Expeditionary air power is vital to meeting the Department of Defense’s National Defense Strategy, and members of the 393rd Expeditionary Bomb Squadron evolved that concept as it employed Air Force Global Strike Command‘s first overseas mobile operations center, during a deployment to Naval Support Facility Diego Garcia.
The development of the mobile operations center follows the National Defense Strategy’s Dynamic Force Employment concept, whereby military forces seek to be operationally unpredictable.
Fulfilling the B-2 Spirit stealth bomber’s promise of anytime-anywhere, the mobile operations center enables the 393rd EBS to establish a fully functioning mission planning and monitoring facility on any airfield the B-2 can operate from.

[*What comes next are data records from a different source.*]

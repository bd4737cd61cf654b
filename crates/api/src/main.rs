//! OctoCAT Supply API server binary.
//!
//! Serves the REST API on port 3000 by default. Configuration comes from the
//! environment (see `config.rs`); migrations are run separately through the
//! CLI, never on startup.

#![cfg_attr(not(test), forbid(unsafe_code))]

use octocat_supply_api::{ApiConfig, AppState, app, db};
use sentry::integrations::tracing as sentry_tracing;
use tracing_subscriber::{layer::SubscriberExt, util::SubscriberInitExt};

/// Initialize Sentry error tracking and return guard that must be kept alive.
fn init_sentry(config: &ApiConfig) -> Option<sentry::ClientInitGuard> {
    let dsn = config.sentry_dsn.as_ref()?;

    let guard = sentry::init((
        dsn.as_str(),
        sentry::ClientOptions {
            release: sentry::release_name!(),
            environment: config
                .sentry_environment
                .clone()
                .map(std::borrow::Cow::Owned),
            attach_stacktrace: true,
            ..Default::default()
        },
    ));

    tracing::info!("Sentry initialized");
    Some(guard)
}

/// Filter tracing events to Sentry event types.
fn sentry_event_filter(metadata: &tracing::Metadata<'_>) -> sentry_tracing::EventFilter {
    match *metadata.level() {
        tracing::Level::ERROR | tracing::Level::WARN => sentry_tracing::EventFilter::Event,
        tracing::Level::INFO | tracing::Level::DEBUG => sentry_tracing::EventFilter::Breadcrumb,
        _ => sentry_tracing::EventFilter::Ignore,
    }
}

#[tokio::main]
async fn main() {
    // Load configuration from environment (needed for Sentry init)
    let config = ApiConfig::from_env().expect("Failed to load configuration");

    // Initialize Sentry (must be done before tracing subscriber)
    let _sentry_guard = init_sentry(&config);

    // Initialize tracing with EnvFilter and Sentry integration
    // Defaults to info level for our crate if RUST_LOG is not set
    let env_filter = tracing_subscriber::EnvFilter::try_from_default_env()
        .unwrap_or_else(|_| "octocat_supply_api=info,tower_http=debug".into());

    tracing_subscriber::registry()
        .with(env_filter)
        .with(tracing_subscriber::fmt::layer())
        .with(sentry_tracing::layer().event_filter(sentry_event_filter))
        .init();

    // Initialize database connection pool
    let pool = db::create_pool(&config.database_url)
        .await
        .expect("Failed to create database pool");
    tracing::info!("Database pool created");

    // NOTE: Migrations are NOT run automatically on startup.
    // Run them explicitly via: cargo run -p octocat-supply-cli -- migrate

    let addr = config.socket_addr();
    let state = AppState::new(config, pool);

    // Sentry layers go outermost for full request coverage
    let app = app(state)
        .layer(sentry_tower::NewSentryLayer::new_from_top())
        .layer(sentry_tower::SentryHttpLayer::new().enable_transaction());

    tracing::info!("api listening on {}", addr);

    let listener = tokio::net::TcpListener::bind(addr)
        .await
        .expect("Failed to bind to address");

    axum::serve(listener, app)
        .with_graceful_shutdown(shutdown_signal())
        .await
        .expect("Server error");
}

/// Wait for shutdown signal (Ctrl+C or SIGTERM).
async fn shutdown_signal() {
    let ctrl_c = async {
        tokio::signal::ctrl_c()
            .await
            .expect("Failed to install Ctrl+C handler");
    };

    #[cfg(unix)]
    let terminate = async {
        tokio::signal::unix::signal(tokio::signal::unix::SignalKind::terminate())
            .expect("Failed to install signal handler")
            .recv()
            .await;
    };

    #[cfg(not(unix))]
    let terminate = std::future::pending::<()>();

    tokio::select! {
        () = ctrl_c => {},
        () = terminate => {},
    }

    tracing::info!("Shutdown signal received, starting graceful shutdown");
}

“This is the future of bomber mission planning,” said Lt. Col. Christopher Conant, Bomber Task Force commander. “Our objective out here is to create an ability to move a B-2 unit to any location in the world and generate combat sorties, as the Air Force Global Strike 2020 Strategic Plan outlines.”
According to the Air Force Global Strike 2020 Strategic Plan, in order to overcome the challenges our adversaries present, commanders must embrace new considerations by reorienting, reinventing and reimagining the future of operations in order to expand operational capacity and capabilities.
Currently, the 393rd EBS is testing the mobile facility from Diego Garcia. Once implemented across Air Force Global Strike Command, mobile operations centers like these can allow commanders across the world to employ bomber forces with more flexibility than in previous operations.
“What we are doing out here is demonstrating expeditionary operations,” said Maj. Justin Spencer, 393rd EBS weapons officer. “This initiative will allow us to operate more dynamically than ever before.”
To make the facility a functioning system, talent was pulled from more than ten functional areas to condense a normally fixed facility to a unit that can be transported and operated without external support from facilities or units.
The establishment of the mobile operations center at NSF Diego Garcia was possible with the help of a team of civil engineers, logistics and security forces Airmen who built the facility, and kept it powered and secured during its inaugural run.
One of the biggest keys to the success of the mobile operations center came from a team of communication technicians who worked to ensure the operators had access to the systems they need for mission planning.
“Our communications warriors are absolutely amazing,” Conant added. “They overcame numerous challenges to get this system operating.”
Testing total force integration, communication technicians from the 131st Bomb Wing Missouri Air National Guard; 374th Communications Squadron from Yokota Air Base, Japan; and Detachment 1 36th Mission Support Group, assigned to Diego Garcia, joined members deployed from the 509th Bomb Wing, Whiteman Air Force Base, Missouri.
“The entire communication support function would not be possible without our partner and guard members’ assistance,” said Master Sgt. Greg Downs, 393rd EBS communications chief. “Their efforts, experience and integration have been instrumental to the successful establishment of a network that will support our pilots and the mission.”
The 393rd EBS communications support and cyber operations teams worked to ensure the missions can be carried out in the mobile operations center by keeping communication systems intact.
Having access to this resource is crucial to the efficiency of global strike operations, and a strong communications team is an essential support function for any stateside unit. Being deployed or operating from the mobile operations center in field conditions, the need for strong communications channels becomes even more crucial.
As the 393rd EBS continues to develop the operational functionality of the mobile operations center, its integration with the bomber task force missions has already enhanced Air Force Global Strike Command’s flexibility to deliver lethal, ready, long-range strike options to the U.S. Indo-Pacific’s area of responsibility.